» **THE TASK**: Each record should be set down again so that it matches the original exactly.

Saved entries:
-------------------------

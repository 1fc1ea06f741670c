//! Grocer Storefront - Cart, pricing, and rating core.
//!
//! # Components
//!
//! - [`pricing`] - Effective price and sale status of a product snapshot
//! - [`rating`] - Cached rating aggregate of a product's reviews
//! - [`cart`] - The shopper's cart with stock limits and persistence
//!
//! Collaborators the core talks to through traits:
//!
//! - [`storage`] - Persisted key-value store for the cart
//! - [`notify`] - Notification sink for cart events
//! - [`catalog`] - Source of product snapshots
//!
//! [`services::reviews`] ties the catalog and rating aggregator together.

#![cfg_attr(not(test), forbid(unsafe_code))]

pub mod cart;
pub mod catalog;
pub mod config;
pub mod error;
pub mod notify;
pub mod pricing;
pub mod rating;
pub mod services;
pub mod storage;

pub use cart::{CartError, CartItem, CartStore};
pub use error::{Result, StorefrontError};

-------------------------

» **FINISHED EXERCISE**:
repository 1fc1ea06f741670c
//! Grocer Storefront - Cart, pricing, and rating core.
//!
//! # Components
//!
//! - [`pricing`] - Effective price and sale status of a product snapshot
//! - [`rating`] - Cached rating aggregate of a product's reviews
//! - [`cart`] - The shopper's cart with stock limits and persistence
//!
//! Collaborators the core talks to through traits:
//!
//! - [`storage`] - Persisted key-value store for the cart
//! - [`notify`] - Notification sink for cart events
//! - [`catalog`] - Source of product snapshots
//!
//! [`services::reviews`] ties the catalog and rating aggregator together.

#![cfg_attr(not(test), forbid(unsafe_code))]

pub mod cart;
pub mod catalog;
pub mod config;
pub mod error;
pub mod notify;
pub mod pricing;
pub mod rating;
pub mod services;
pub mod storage;

pub use cart::{CartError, CartItem, CartStore};
pub use error::{Result, StorefrontError};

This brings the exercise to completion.